During PCT cortisol is a big problem and should be reduced at all costs. Its efftcts on destroying muscle are fairly dramatic and moreso post exercise.

Cortisol is a catabolic hormone thats produced by the adrenal glands, moreso post exercise. Combine that with it already being elevated during times of PCT, whilst endogenous testosterone is low is the worst case possible scenerio.

There are many products on the market (and I dont know how effective they are) that claim to reduce cortisol. But, the cheapest and best priced has to be our good old friend, Vitamin C.
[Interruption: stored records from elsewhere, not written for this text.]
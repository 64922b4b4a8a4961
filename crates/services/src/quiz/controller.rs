use std::fmt;

use rand::Rng;
use study_core::model::QuestionId;
use study_core::quiz::{
    AnswerOutcome, QuizMode, QuizSession, RetryScope, Score, TimerState, Topic,
};

use crate::error::QuizControllerError;

/// Identifies one generated session; bumps on every replacement.
#[derive(Debug, Clone, Copy, PartialEq, Eq, Hash, PartialOrd, Ord)]
pub struct SessionId(u64);

impl SessionId {
    #[must_use]
    pub const fn new(id: u64) -> Self {
        Self(id)
    }

    #[must_use]
    pub fn value(&self) -> u64 {
        self.0
    }
}

impl fmt::Display for SessionId {
    fn fmt(&self, f: &mut fmt::Formatter<'_>) -> fmt::Result {
        write!(f, "{}", self.0)
    }
}

/// Returned whenever the controller installs a new session.
#[derive(Debug, Clone, Copy, PartialEq, Eq)]
pub struct SessionTicket {
    pub id: SessionId,
    pub mode: QuizMode,
    pub questions: usize,
}

impl SessionTicket {
    /// Whether a countdown must be armed for this session.
    #[must_use]
    pub fn needs_clock(&self) -> bool {
        self.mode.is_exam()
    }
}

/// Owns the current quiz session and the rng used to build new ones.
///
/// Every replacement (new quiz, new exam, retry) gets a fresh `SessionId`.
/// Timer ticks carry the id they were armed for, so a tick that outlives its
/// session is dropped instead of touching the replacement.
pub struct QuizController<R> {
    rng: R,
    session: Option<QuizSession>,
    session_id: SessionId,
}

impl<R: Rng> QuizController<R> {
    #[must_use]
    pub fn new(rng: R) -> Self {
        Self {
            rng,
            session: None,
            session_id: SessionId::new(0),
        }
    }

    #[must_use]
    pub fn session(&self) -> Option<&QuizSession> {
        self.session.as_ref()
    }

    #[must_use]
    pub fn session_id(&self) -> SessionId {
        self.session_id
    }

    /// Starts a practice quiz.
    ///
    /// # Errors
    ///
    /// Returns `QuizControllerError::Session` for a zero count.
    pub fn generate(
        &mut self,
        topic: Topic,
        count: usize,
    ) -> Result<SessionTicket, QuizControllerError> {
        let session = QuizSession::generate(topic, count, QuizMode::Practice, &mut self.rng)?;
        tracing::info!(%topic, questions = session.len(), "practice quiz generated");
        Ok(self.install(session))
    }

    /// Starts a timed exam. The caller arms the clock with the ticket's id.
    ///
    /// # Errors
    ///
    /// Returns `QuizControllerError::Session` for a zero count or duration.
    pub fn start_exam(
        &mut self,
        topic: Topic,
        count: usize,
        duration_minutes: u32,
    ) -> Result<SessionTicket, QuizControllerError> {
        let session = QuizSession::generate(
            topic,
            count,
            QuizMode::Exam { duration_minutes },
            &mut self.rng,
        )?;
        tracing::info!(
            %topic,
            questions = session.len(),
            duration_minutes,
            "exam started"
        );
        Ok(self.install(session))
    }

    /// Practice retry over the wrongly answered questions.
    ///
    /// `Ok(None)` means there was nothing to retry and the current session
    /// (and its id) is unchanged.
    ///
    /// # Errors
    ///
    /// Returns `QuizControllerError::NoSession` before any quiz exists.
    pub fn retry_wrong_only(&mut self) -> Result<Option<SessionTicket>, QuizControllerError> {
        self.retry(RetryScope::WrongOnly)
    }

    /// Practice retry over wrong and unanswered questions.
    ///
    /// # Errors
    ///
    /// Returns `QuizControllerError::NoSession` before any quiz exists.
    pub fn retry_wrong_or_unanswered(
        &mut self,
    ) -> Result<Option<SessionTicket>, QuizControllerError> {
        self.retry(RetryScope::WrongOrUnanswered)
    }

    fn retry(&mut self, scope: RetryScope) -> Result<Option<SessionTicket>, QuizControllerError> {
        let subset = scope.select(self.current()?);
        let Some(session) = QuizSession::retry(&subset, &mut self.rng) else {
            tracing::debug!(?scope, "nothing to retry");
            return Ok(None);
        };
        tracing::info!(?scope, questions = session.len(), "retry started");
        Ok(Some(self.install(session)))
    }

    fn install(&mut self, session: QuizSession) -> SessionTicket {
        self.session_id = SessionId::new(self.session_id.value() + 1);
        let ticket = SessionTicket {
            id: self.session_id,
            mode: session.mode(),
            questions: session.len(),
        };
        self.session = Some(session);
        ticket
    }

    fn current(&self) -> Result<&QuizSession, QuizControllerError> {
        self.session.as_ref().ok_or(QuizControllerError::NoSession)
    }

    fn current_mut(&mut self) -> Result<&mut QuizSession, QuizControllerError> {
        self.session.as_mut().ok_or(QuizControllerError::NoSession)
    }

    /// # Errors
    ///
    /// Returns `QuizControllerError::NoSession` without a session and
    /// `QuizControllerError::Session` for an unknown question or choice.
    pub fn select_answer(
        &mut self,
        question_id: QuestionId,
        choice: usize,
    ) -> Result<AnswerOutcome, QuizControllerError> {
        Ok(self.current_mut()?.select_answer(question_id, choice)?)
    }

    /// Locks the session and reveals answers; `false` if already locked.
    ///
    /// # Errors
    ///
    /// Returns `QuizControllerError::NoSession` without a session.
    pub fn submit(&mut self) -> Result<bool, QuizControllerError> {
        let id = self.session_id;
        let session = self.current_mut()?;
        let submitted = session.submit();
        if submitted {
            let score = session.score();
            tracing::info!(
                session = %id,
                correct = score.correct,
                total = score.total,
                "quiz submitted"
            );
        }
        Ok(submitted)
    }

    /// Applies one clock tick armed for `id`.
    ///
    /// Returns `None` when `id` is stale or no session exists; the tick is
    /// dropped in that case.
    pub fn tick(&mut self, id: SessionId) -> Option<TimerState> {
        if id != self.session_id {
            tracing::trace!(stale = %id, current = %self.session_id, "stale tick ignored");
            return None;
        }
        let session = self.session.as_mut()?;
        let was_running = session.timer_state().is_running();
        let state = session.tick();
        if was_running && state == TimerState::Expired {
            tracing::info!(session = %id, "exam time expired; answers locked");
        }
        Some(state)
    }

    /// # Errors
    ///
    /// Returns `QuizControllerError::NoSession` without a session.
    pub fn toggle_reveal(&mut self) -> Result<bool, QuizControllerError> {
        Ok(self.current_mut()?.toggle_reveal())
    }

    /// Clears answers while keeping the same questions and session id.
    /// Returns `false` while an exam countdown is still running.
    ///
    /// # Errors
    ///
    /// Returns `QuizControllerError::NoSession` without a session.
    pub fn reset(&mut self) -> Result<bool, QuizControllerError> {
        let reset = self.current_mut()?.reset();
        if reset {
            tracing::debug!(session = %self.session_id, "quiz reset");
        }
        Ok(reset)
    }

    /// # Errors
    ///
    /// Returns `QuizControllerError::NoSession` without a session.
    pub fn score(&self) -> Result<Score, QuizControllerError> {
        Ok(self.current()?.score())
    }

    /// Drops the current session. Outstanding ticks become stale.
    pub fn discard(&mut self) {
        if self.session.take().is_some() {
            self.session_id = SessionId::new(self.session_id.value() + 1);
        }
    }
}

#[cfg(test)]
mod tests {
    use super::*;
    use rand::SeedableRng;
    use rand::rngs::StdRng;

    fn controller() -> QuizController<StdRng> {
        QuizController::new(StdRng::seed_from_u64(11))
    }

    fn answer_all(ctrl: &mut QuizController<StdRng>, correct: usize) {
        let questions = ctrl.session().unwrap().questions().to_vec();
        for (i, q) in questions.iter().enumerate() {
            let choice = if i < correct {
                q.correct_index
            } else {
                (q.correct_index + 1) % 4
            };
            ctrl.select_answer(q.id, choice).unwrap();
        }
    }

    #[test]
    fn operations_without_session_report_no_session() {
        let mut ctrl = controller();
        assert_eq!(ctrl.submit().unwrap_err(), QuizControllerError::NoSession);
        assert_eq!(ctrl.score().unwrap_err(), QuizControllerError::NoSession);
        assert_eq!(
            ctrl.retry_wrong_only().unwrap_err(),
            QuizControllerError::NoSession
        );
        assert_eq!(ctrl.tick(ctrl.session_id()), None);
    }

    #[test]
    fn each_replacement_gets_a_new_id() {
        let mut ctrl = controller();
        let first = ctrl.generate(Topic::Shifts, 5).unwrap();
        let second = ctrl.start_exam(Topic::Shifts, 5, 10).unwrap();

        assert_ne!(first.id, second.id);
        assert!(!first.needs_clock());
        assert!(second.needs_clock());
        assert_eq!(second.questions, 5);
        assert_eq!(ctrl.session_id(), second.id);
    }

    #[test]
    fn stale_tick_does_not_touch_replacement() {
        let mut ctrl = controller();
        let exam = ctrl.start_exam(Topic::QuotaTariff, 5, 5).unwrap();
        assert_eq!(ctrl.tick(exam.id), Some(TimerState::Running));

        let next = ctrl.start_exam(Topic::QuotaTariff, 5, 5).unwrap();
        assert_eq!(ctrl.tick(exam.id), None);
        assert_eq!(ctrl.session().unwrap().remaining_secs(), 300);

        assert_eq!(ctrl.tick(next.id), Some(TimerState::Running));
        assert_eq!(ctrl.session().unwrap().remaining_secs(), 299);
    }

    #[test]
    fn reset_is_refused_until_the_exam_ends() {
        let mut ctrl = controller();
        let exam = ctrl.start_exam(Topic::PriceControls, 5, 1).unwrap();
        ctrl.tick(exam.id);

        assert!(!ctrl.reset().unwrap());
        assert_eq!(ctrl.session().unwrap().timer_state(), TimerState::Running);

        let mut last = None;
        for _ in 0..59 {
            last = ctrl.tick(exam.id);
        }
        assert_eq!(last, Some(TimerState::Expired));
        assert!(ctrl.reset().unwrap());
    }

    #[test]
    fn expiry_through_ticks_locks_the_session() {
        let mut ctrl = controller();
        let exam = ctrl.start_exam(Topic::PriceControls, 5, 1).unwrap();
        let mut last = None;
        for _ in 0..60 {
            last = ctrl.tick(exam.id);
        }
        assert_eq!(last, Some(TimerState::Expired));
        let session = ctrl.session().unwrap();
        assert!(session.is_locked());
        assert!(session.reveal_answers());
        assert_eq!(ctrl.tick(exam.id), Some(TimerState::Expired));
    }

    #[test]
    fn empty_retry_keeps_session_and_id() {
        let mut ctrl = controller();
        let ticket = ctrl.generate(Topic::Shifts, 8).unwrap();
        answer_all(&mut ctrl, 8);
        ctrl.submit().unwrap();

        assert_eq!(ctrl.retry_wrong_only().unwrap(), None);
        assert_eq!(ctrl.retry_wrong_or_unanswered().unwrap(), None);
        assert_eq!(ctrl.session_id(), ticket.id);
        assert!(ctrl.score().unwrap().is_perfect());
    }

    #[test]
    fn exam_retry_is_untimed_practice() {
        let mut ctrl = controller();
        let exam = ctrl.start_exam(Topic::Shifts, 10, 15).unwrap();
        answer_all(&mut ctrl, 6);
        assert!(ctrl.submit().unwrap());
        assert!(!ctrl.submit().unwrap());

        let retry = ctrl.retry_wrong_only().unwrap().unwrap();
        assert_ne!(retry.id, exam.id);
        assert_eq!(retry.mode, QuizMode::Practice);
        assert!(!retry.needs_clock());
        assert_eq!(retry.questions, 4);
        assert_eq!(
            ctrl.session().unwrap().timer_state(),
            TimerState::Idle
        );
    }

    #[test]
    fn reset_keeps_id_and_questions() {
        let mut ctrl = controller();
        let ticket = ctrl.generate(Topic::PriceControls, 5).unwrap();
        let before = ctrl.session().unwrap().questions().to_vec();
        answer_all(&mut ctrl, 2);
        ctrl.submit().unwrap();

        assert!(ctrl.reset().unwrap());
        let session = ctrl.session().unwrap();
        assert_eq!(session.questions(), before.as_slice());
        assert!(session.answers().is_empty());
        assert!(!session.is_locked());
        assert_eq!(ctrl.session_id(), ticket.id);
    }

    #[test]
    fn toggle_reveal_only_after_submit() {
        let mut ctrl = controller();
        ctrl.generate(Topic::PriceControls, 5).unwrap();
        assert!(!ctrl.toggle_reveal().unwrap());
        ctrl.submit().unwrap();
        assert!(ctrl.toggle_reveal().unwrap());
        assert!(!ctrl.session().unwrap().reveal_answers());
    }

    #[test]
    fn discard_invalidates_outstanding_ticks() {
        let mut ctrl = controller();
        let exam = ctrl.start_exam(Topic::Shifts, 5, 5).unwrap();
        ctrl.discard();
        assert!(ctrl.session().is_none());
        assert_ne!(ctrl.session_id(), exam.id);
        assert_eq!(ctrl.tick(exam.id), None);
    }

    #[test]
    fn invalid_requests_leave_current_session() {
        let mut ctrl = controller();
        let ticket = ctrl.generate(Topic::Shifts, 5).unwrap();
        assert!(matches!(
            ctrl.generate(Topic::Shifts, 0),
            Err(QuizControllerError::Session(_))
        ));
        assert!(matches!(
            ctrl.start_exam(Topic::Shifts, 5, 0),
            Err(QuizControllerError::Session(_))
        ));
        assert_eq!(ctrl.session_id(), ticket.id);
        assert!(matches!(
            ctrl.select_answer(QuestionId::new(999), 0),
            Err(QuizControllerError::Session(_))
        ));
    }
}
I've been doing some digging on using Vitamin C for this purpose and have found some fairly good studies on it and how it can benifit us bodybuilders, or anyone during PCT.

Cortisol is elevated during times of stress, this includes both weight/resistance training AND cardio. The below study is done on long distance endurance activites, that isnt to say it cant be translated into weight/resistance training or times of stress.


_1: J Sports Med Phys Fitness. 2008 Jun;48(2):217-24.Links
Effect of vitamin C supplementation on lipid peroxidation, muscle damage and inflammation after 30-min exercise at 75% VO2max.Nakhostin-Roohi B, Babaei P, Rahmani-Nia F, Bohlooli S.
Department of Exercise Physiology, Guilan University, Rasht, Iran [email protected].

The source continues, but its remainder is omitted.